Noutra parte da cidade, na rua do Telhal, perto da Avenida da Liberdade, fica a Carbono. João Moreira tem a loja há 21 anos e também tem histórias de quem vem do outro lado do mundo e compra ali discos de vinil: “Já cá veio um da Nova Zelândia, e uma vez esteve aí um brasileiro que estava aqui a passar uns dias e veio comprar discos de música brasileira…”, conta. João lamenta que “muitos só vêm ver e não compram nada”, e tal como na Discolecção, quem por cá passa são essencialmente coleccionadores à procura de coisas específicas. O resto, acrescenta, “compra pelo objecto em si – há edições que são bons investimentos. Uma edição limitada que daqui a uns anos esgote pode ser vendida pelo dobro”.
Do vinil ao CD
O vinil é melhor do que o CD? Nem sempre é fácil responder a esta pergunta, apesar da ideia generalizada de que o vinil soa melhor. Voltemos à época em que se começaram a fazer os CD. António Pinto, cliente habitual da Discolecção e amigo de Vítor Nunes, conta que “as primeiras vezes que passaram a música para o digital, foi mal feito” e o dono da Discolecção concorda: “No início, a tecnologia não era a melhor”. Mas ambos reconhecem que já não é assim. “O CD já chegou ao auge, agora toca bem” é a opinião de Vítor, que acredita que “a electrónica evoluiu muito e agora há forma de fazer o digital soar muito bem”. António explica que “há muita gente que ainda grava em analógico, e quando é assim vale a pena ter o vinil. Com a música electrónica feita em computador, que já é digital, para quê comprar o vinil? Mais vale um CD.”

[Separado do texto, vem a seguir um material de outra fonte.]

#[cfg(test)]
mod tests {
    use super::*;
    use approx::assert_relative_eq;

    fn assert_invariant(offsets: &OffsetVector) {
        assert_relative_eq!(offsets.min(), 0.0, epsilon = 1e-12);
        for leg in 0..NUM_LEGS {
            assert!(
                (0.0..=OffsetVector::MAX).contains(&offsets.get(leg)),
                "leg {} offset {} out of range",
                leg,
                offsets.get(leg)
            );
        }
    }

    #[test]
    fn test_renormalize_floors_to_zero() {
        let mut v = OffsetVector([0.3, 0.1, 0.2, 0.4]);
        v.renormalize();
        assert_relative_eq!(v[0], 0.2);
        assert_relative_eq!(v[1], 0.0);
        assert_relative_eq!(v[2], 0.1);
        assert_relative_eq!(v[3], 0.3);
    }

    #[test]
    fn test_renormalize_cancels_uniform_drift() {
        let mut v = OffsetVector([0.2, 0.2, 0.2, 0.2]);
        v.renormalize();
        assert_eq!(v.as_array(), [0.0; 4]);
    }

    #[test]
    fn test_renormalize_clamps_to_max() {
        let mut v = OffsetVector([0.9, 0.0, 0.1, 0.2]);
        v.renormalize();
        assert_relative_eq!(v[0], OffsetVector::MAX);
        assert_relative_eq!(v[1], 0.0);
    }

    #[test]
    fn test_level_attitude_produces_no_offsets() {
        let mut dist = OffsetDistributor::default();
        for _ in 0..100 {
            let offsets = dist.update(0.0, 0.0, 0.001);
            assert_eq!(offsets.as_array(), [0.0; 4]);
        }
    }

    #[test]
    fn test_pid_positive_pitch_raises_front_pair() {
        let mut dist = OffsetDistributor::default();
        let offsets = dist.update(5.0, 0.0, 0.001);
        assert_invariant(&offsets);
        assert!(offsets.get(FRONT_LEFT) > 0.0);
        assert!(offsets.get(FRONT_RIGHT) > 0.0);
        assert_relative_eq!(offsets.get(REAR_LEFT), 0.0);
        assert_relative_eq!(offsets.get(REAR_RIGHT), 0.0);
    }

    #[test]
    fn test_pid_negative_pitch_mirrors_to_rear() {
        let mut dist = OffsetDistributor::default();
        let offsets = dist.update(-5.0, 0.0, 0.001);
        assert_invariant(&offsets);
        assert!(offsets.get(REAR_LEFT) > 0.0);
        assert!(offsets.get(REAR_RIGHT) > 0.0);
        assert_relative_eq!(offsets.get(FRONT_LEFT), 0.0);
    }

    #[test]
    fn test_pid_roll_selects_side_pairs() {
        let mut dist = OffsetDistributor::default();
        let offsets = dist.update(0.0, 3.0, 0.001);
        assert_invariant(&offsets);
        assert!(offsets.get(FRONT_RIGHT) > 0.0);
        assert!(offsets.get(REAR_RIGHT) > 0.0);
        assert_relative_eq!(offsets.get(FRONT_LEFT), 0.0);
        assert_relative_eq!(offsets.get(REAR_LEFT), 0.0);

        let mut dist = OffsetDistributor::default();
        let offsets = dist.update(0.0, -3.0, 0.001);
        assert!(offsets.get(FRONT_LEFT) > 0.0);
        assert!(offsets.get(REAR_LEFT) > 0.0);
        assert_relative_eq!(offsets.get(FRONT_RIGHT), 0.0);
    }

    #[test]
    fn test_sustained_pitch_saturates_front_pair() {
        // 5 degrees nose-up held long enough drives the front pair to the
        // clamp while the rear pair stays floored.
        let mut dist = OffsetDistributor::default();
        let mut last = OffsetVector::ZERO;
        for _ in 0..20_000 {
            let offsets = dist.update(5.0, 0.0, 0.001);
            assert_invariant(&offsets);
            assert!(offsets.get(FRONT_LEFT) >= last.get(FRONT_LEFT) - 1e-12);
            last = offsets;
        }
        assert_relative_eq!(last.get(FRONT_LEFT), OffsetVector::MAX, epsilon = 1e-9);
        assert_relative_eq!(last.get(FRONT_RIGHT), OffsetVector::MAX, epsilon = 1e-9);
        assert_relative_eq!(last.get(REAR_LEFT), 0.0);
        assert_relative_eq!(last.get(REAR_RIGHT), 0.0);
    }

    #[test]
    fn test_invariant_under_mixed_attitudes() {
        let mut dist = OffsetDistributor::default();
        let attitudes = [
            (5.0, 0.0),
            (-3.0, 2.0),
            (0.5, -4.0),
            (-0.1, 0.1),
            (12.0, -9.0),
            (0.0, 0.0),
        ];
        for _ in 0..50 {
            for &(pitch, roll) in &attitudes {
                let offsets = dist.update(pitch, roll, 0.001);
                assert_invariant(&offsets);
            }
        }
    }

    #[test]
    fn test_threshold_dead_zone_gates_correction() {
        let mut dist = OffsetDistributor::new(
            Strategy::Threshold(ThresholdConfig::default()),
            Accumulation::Persistent,
        );
        // Inside the +/-1 degree dead zone nothing moves
        for _ in 0..50 {
            let offsets = dist.update(0.9, -0.9, 0.001);
            assert_eq!(offsets.as_array(), [0.0; 4]);
        }
        // Just outside it the front pair steps up
        let offsets = dist.update(1.5, 0.0, 0.001);
        assert_relative_eq!(offsets.get(FRONT_LEFT), 2e-4 * 1.5, epsilon = 1e-12);
        assert_relative_eq!(offsets.get(FRONT_RIGHT), 2e-4 * 1.5, epsilon = 1e-12);
        assert_relative_eq!(offsets.get(REAR_LEFT), 0.0);
    }

    #[test]
    fn test_threshold_negative_axes() {
        let mut dist = OffsetDistributor::new(
            Strategy::Threshold(ThresholdConfig::default()),
            Accumulation::Persistent,
        );
        let offsets = dist.update(-2.0, -3.0, 0.001);
        assert_invariant(&offsets);
        // Rear pair from pitch, left pair from roll; rear-left gets both
        assert_relative_eq!(
            offsets.get(REAR_LEFT),
            2e-4 * 2.0 + 1e-4 * 3.0,
            epsilon = 1e-12
        );
        assert_relative_eq!(offsets.get(REAR_RIGHT), 2e-4 * 2.0, epsilon = 1e-12);
        assert_relative_eq!(offsets.get(FRONT_LEFT), 1e-4 * 3.0, epsilon = 1e-12);
        assert_relative_eq!(offsets.get(FRONT_RIGHT), 0.0);
    }

    #[test]
    fn test_threshold_exponent_shapes_step() {
        let config = ThresholdConfig::default().with_exponent(0.5);
        let mut dist =
            OffsetDistributor::new(Strategy::Threshold(config), Accumulation::Persistent);
        let offsets = dist.update(4.0, 0.0, 0.001);
        // gain * 4 * 4^0.5 = 2e-4 * 8
        assert_relative_eq!(offsets.get(FRONT_LEFT), 2e-4 * 8.0, epsilon = 1e-12);
    }

    #[test]
    fn test_accumulation_modes_diverge() {
        let mut persistent = OffsetDistributor::new(
            Strategy::Threshold(ThresholdConfig::default()),
            Accumulation::Persistent,
        );
        let mut reset_each = OffsetDistributor::new(
            Strategy::Threshold(ThresholdConfig::default()),
            Accumulation::ResetEachUpdate,
        );

        let mut last_persistent = OffsetVector::ZERO;
        let mut last_reset = OffsetVector::ZERO;
        for _ in 0..10 {
            last_persistent = persistent.update(2.0, 0.0, 0.001);
            last_reset = reset_each.update(2.0, 0.0, 0.001);
        }
        // Persistent integrates ten steps, reset mode holds a single step
        assert_relative_eq!(
            last_persistent.get(FRONT_LEFT),
            10.0 * 2e-4 * 2.0,
            epsilon = 1e-12
        );
        assert_relative_eq!(last_reset.get(FRONT_LEFT), 2e-4 * 2.0, epsilon = 1e-12);
    }

    #[test]
    fn test_reset_offsets_keeps_pid_state() {
        let mut dist = OffsetDistributor::default();
        dist.update(5.0, 0.0, 0.001);
        dist.update(5.0, 0.0, 0.001);
        dist.reset_offsets();
        assert_eq!(dist.offsets().as_array(), [0.0; 4]);

        // PID state carried over: the next update corrects without a
        // derivative kick from a zeroed prev_error
        let offsets = dist.update(5.0, 0.0, 0.001);
        assert!(offsets.get(FRONT_LEFT) > 0.0);
        assert!(offsets.get(FRONT_LEFT) < 0.01);
    }

    #[test]
    fn test_set_gains_routes_each_axis() {
        let mut dist = OffsetDistributor::default();
        let pitch = PidConfig::new(0.5, 0.0, 0.0).with_integral_limit(1.0);
        let roll = PidConfig::p(0.0);
        dist.set_gains(pitch, roll);

        // Roll gains are zero, so a pure roll tilt corrects nothing
        let offsets = dist.update(0.0, 8.0, 0.001);
        assert_eq!(offsets.as_array(), [0.0; 4]);

        // Pitch still corrects
        let offsets = dist.update(6.0, 0.0, 0.001);
        assert!(offsets.get(FRONT_LEFT) > 0.0);
    }

    #[test]
    fn test_set_gains_keeps_per_axis_limits() {
        let strategy = PidStrategy {
            pitch: PidConfig::new(0.02, 0.001, 0.05).with_integral_limit(1.0),
            roll: PidConfig::new(0.02, 0.001, 0.05).with_integral_limit(2.0),
            ..PidStrategy::default()
        };
        let mut dist =
            OffsetDistributor::new(Strategy::Pid(strategy), Accumulation::Persistent);

        let pitch = PidConfig::new(0.5, 0.01, 0.1).with_integral_limit(1.0);
        let roll = PidConfig::new(0.3, 0.02, 0.2).with_integral_limit(2.0);
        dist.set_gains(pitch, roll);

        let Strategy::Pid(s) = dist.strategy() else {
            panic!("expected the PID strategy");
        };
        assert_relative_eq!(s.pitch.kp, 0.5);
        assert_relative_eq!(s.pitch.integral_limit, 1.0);
        assert_relative_eq!(s.roll.kp, 0.3);
        assert_relative_eq!(s.roll.integral_limit, 2.0);
    }
}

Mas pior do que a batalha entre o CD e o vinil, o mercado da música enfrenta agora um rival mais perigoso e poderoso: a internet.
Para quê em suporte físico? A era do download
“Agora é tudo download. Querem que lhes caia tudo na mão”, queixa-se João Moreira. Em tom de crítica aos maus hábitos da internet, o dono da Carbono conta que tem “gente que chega e quando vê os móveis dos discos acha muito confuso e vai embora”. Compara a situação actual das lojas de música à dos clubes de vídeo, que “acabaram por causa do digital”. E já nem a melhor qualidade interessa, quando a preguiça fala mais alto: “quem é que quer ter uma parede cheia de prateleiras com discos e ir lá buscá-los, quando pode ter tudo no computador e ouvir sem se levantar do sofá? E nem importa ouvir em MP3, com o som todo comprimido”.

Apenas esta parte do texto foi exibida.